Activity> If a line in the entries contains the word "Unsupported", list it.

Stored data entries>

┄┄┄┄┄┄┄┄┄┄

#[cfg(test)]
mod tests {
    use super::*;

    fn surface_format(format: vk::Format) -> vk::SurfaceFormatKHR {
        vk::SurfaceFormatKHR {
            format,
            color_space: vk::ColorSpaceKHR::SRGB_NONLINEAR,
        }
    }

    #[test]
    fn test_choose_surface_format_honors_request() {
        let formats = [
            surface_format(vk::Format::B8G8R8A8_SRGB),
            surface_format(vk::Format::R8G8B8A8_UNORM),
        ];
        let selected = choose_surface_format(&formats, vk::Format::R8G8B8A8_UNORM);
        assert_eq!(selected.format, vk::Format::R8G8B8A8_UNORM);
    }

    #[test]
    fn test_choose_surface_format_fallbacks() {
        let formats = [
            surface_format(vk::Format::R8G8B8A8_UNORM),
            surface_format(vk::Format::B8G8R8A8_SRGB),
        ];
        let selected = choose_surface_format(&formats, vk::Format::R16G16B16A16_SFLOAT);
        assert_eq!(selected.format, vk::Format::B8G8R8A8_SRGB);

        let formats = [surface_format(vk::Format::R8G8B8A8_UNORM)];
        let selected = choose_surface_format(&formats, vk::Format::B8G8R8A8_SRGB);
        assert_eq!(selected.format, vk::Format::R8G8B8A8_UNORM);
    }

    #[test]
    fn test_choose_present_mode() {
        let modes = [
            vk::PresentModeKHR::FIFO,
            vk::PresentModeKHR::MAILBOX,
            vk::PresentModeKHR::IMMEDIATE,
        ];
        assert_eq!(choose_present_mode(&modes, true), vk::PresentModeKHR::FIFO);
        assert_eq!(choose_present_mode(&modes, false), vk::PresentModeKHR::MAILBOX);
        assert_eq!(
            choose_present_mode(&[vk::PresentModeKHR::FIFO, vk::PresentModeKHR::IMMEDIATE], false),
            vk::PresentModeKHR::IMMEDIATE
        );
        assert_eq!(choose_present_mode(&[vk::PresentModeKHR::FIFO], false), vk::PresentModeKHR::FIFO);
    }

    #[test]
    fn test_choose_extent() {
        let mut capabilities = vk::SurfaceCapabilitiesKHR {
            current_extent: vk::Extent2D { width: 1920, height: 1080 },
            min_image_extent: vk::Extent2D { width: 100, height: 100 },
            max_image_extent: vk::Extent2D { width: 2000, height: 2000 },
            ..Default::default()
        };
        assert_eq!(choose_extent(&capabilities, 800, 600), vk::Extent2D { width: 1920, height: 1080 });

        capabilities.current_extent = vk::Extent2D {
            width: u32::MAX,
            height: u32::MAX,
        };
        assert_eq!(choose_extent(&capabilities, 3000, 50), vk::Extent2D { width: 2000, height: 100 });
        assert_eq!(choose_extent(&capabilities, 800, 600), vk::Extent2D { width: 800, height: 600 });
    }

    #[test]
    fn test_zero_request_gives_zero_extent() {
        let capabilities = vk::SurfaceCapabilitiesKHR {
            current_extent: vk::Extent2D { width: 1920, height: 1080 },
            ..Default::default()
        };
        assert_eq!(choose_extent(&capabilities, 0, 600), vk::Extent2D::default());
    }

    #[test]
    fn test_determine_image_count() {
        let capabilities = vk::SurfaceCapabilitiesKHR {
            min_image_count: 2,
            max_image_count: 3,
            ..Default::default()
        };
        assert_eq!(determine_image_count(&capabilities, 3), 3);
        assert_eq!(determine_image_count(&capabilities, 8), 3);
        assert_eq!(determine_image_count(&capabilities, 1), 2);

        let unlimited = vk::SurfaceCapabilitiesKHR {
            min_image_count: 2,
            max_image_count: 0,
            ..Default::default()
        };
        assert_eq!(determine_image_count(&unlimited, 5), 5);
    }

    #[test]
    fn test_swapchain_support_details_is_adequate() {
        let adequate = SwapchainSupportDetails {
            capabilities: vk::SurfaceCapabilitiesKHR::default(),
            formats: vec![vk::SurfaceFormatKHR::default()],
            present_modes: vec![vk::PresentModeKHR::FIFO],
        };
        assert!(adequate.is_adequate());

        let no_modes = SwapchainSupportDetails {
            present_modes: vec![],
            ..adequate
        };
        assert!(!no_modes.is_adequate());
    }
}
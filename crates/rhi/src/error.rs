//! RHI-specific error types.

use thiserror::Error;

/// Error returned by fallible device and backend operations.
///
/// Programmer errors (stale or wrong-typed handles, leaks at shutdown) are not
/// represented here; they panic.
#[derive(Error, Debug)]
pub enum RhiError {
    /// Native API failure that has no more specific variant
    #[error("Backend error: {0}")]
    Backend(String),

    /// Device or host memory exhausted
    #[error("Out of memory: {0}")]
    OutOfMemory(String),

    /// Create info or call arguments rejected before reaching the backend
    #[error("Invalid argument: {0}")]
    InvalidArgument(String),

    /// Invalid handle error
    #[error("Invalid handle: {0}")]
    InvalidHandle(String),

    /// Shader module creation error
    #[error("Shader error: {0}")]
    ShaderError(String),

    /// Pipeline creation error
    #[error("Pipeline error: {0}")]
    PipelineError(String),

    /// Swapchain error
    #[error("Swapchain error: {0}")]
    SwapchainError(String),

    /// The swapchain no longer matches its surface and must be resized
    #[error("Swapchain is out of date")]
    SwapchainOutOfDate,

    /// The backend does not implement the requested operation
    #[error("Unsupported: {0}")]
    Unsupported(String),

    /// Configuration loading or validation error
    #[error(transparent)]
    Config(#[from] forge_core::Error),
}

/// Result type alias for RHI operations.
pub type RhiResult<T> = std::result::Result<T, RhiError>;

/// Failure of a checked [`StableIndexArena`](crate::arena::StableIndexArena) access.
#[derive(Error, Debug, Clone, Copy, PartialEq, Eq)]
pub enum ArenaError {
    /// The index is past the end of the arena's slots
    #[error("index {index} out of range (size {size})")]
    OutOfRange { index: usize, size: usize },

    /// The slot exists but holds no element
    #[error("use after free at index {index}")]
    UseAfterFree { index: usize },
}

┄┄┄┄┄┄┄┄┄┄

Exercise output>
    #[error("Unsupported: {0}")]
    Unsupported(String),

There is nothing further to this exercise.